Crépuscule
Lorsque l’heure du crépuscule sonne dans une vie, tout s’apaise.
Le tumulte des jours, les éclats de voix, les battements précipités du cœur , tout semble s’éloigner, comme si le monde, soudain, retenait sa respiration.
Entre le jour qui s’éteint et la nuit qui s’annonce, il n’y a plus de certitude, seulement une brume où se mêlent la mémoire et le rêve.
Je regarde en arrière.
Il y a tant de pas derrière moi, tant de chemins empruntés, tant d’autres ignorés.
Le passé s’étend comme une plaine silencieuse où chaque pierre porte le poids d’une décision.
Ce qui a été fait ne peut plus être défait.
Les heures, une fois vécues, se cristallisent en destin.
Et moi, humble voyageur du temps, je me surprends à compter mes erreurs, à mesurer mes absences, à caresser du bout des doigts les cicatrices de ce que j’ai manqué.
Le crépuscule, c’est ce moment où l’on comprend que le passé n’appartient plus à personne.
Il devient un pays que nul ne peut visiter sans se perdre.
On peut y revenir par la pensée, mais jamais y demeurer.
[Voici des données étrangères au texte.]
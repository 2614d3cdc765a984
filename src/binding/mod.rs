//! Binding core - lifecycle patterns every entity reuses
//!
//! - `handle`: exclusive ownership of one native reference
//! - `link`: canonical identifiers and per-kind link codecs
//! - `loadable`: load state and waiting for it
//! - `observable`: bridging native completion callbacks to waiters
//! - `enumerator`: lazy, offset-paginated views over native collections

pub mod enumerator;
pub mod handle;
pub mod link;
pub mod loadable;
pub mod observable;

pub use enumerator::{Collection, Enumerator, Iter};
pub use handle::{
    AlbumKind, ArtistBrowseKind, ArtistKind, Handle, ImageKind, NativeKind, PlaylistKind,
    SearchKind, SessionKind, TrackKind,
};
pub use link::{from_link, to_link, Link, LinkCodec, LinkKind, Linkable};
pub use loadable::{wait_until_loaded, LoadState, Loadable};
pub use observable::{subscribe_for_callback, LoadSignal};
Et pourtant, combien d’âmes s’y accrochent, cherchant à ranimer la flamme d’un instant disparu, à réécrire une parole, à retenir un sourire qui s’est éteint trop tôt.
Mais le temps, lui, n’écoute pas.
Le temps continue, indifférent et majestueux, à tracer sa route vers ce qui est déjà inscrit sur l’horizon.
Il ne se retourne pas, il ne compatit pas.
Il déroule son fil, et ce fil, c’est la vie.
Alors, dans cette lumière mourante, je m’arrête.
Je ferme les yeux, et je rêve.
Un rêve fou, insensé : que le sablier cesse de s’écouler, que la roue des heures se brise.
Je rêve d’un instant figé, d’un battement d’aile suspendu dans l’éternité.
Et dans ce silence, je murmure :
« Si le temps s’arrêtait ici, maintenant… pourrais-je enfin changer ce qui vient ? »
Mais la réponse se perd dans l’air qui se refroidit.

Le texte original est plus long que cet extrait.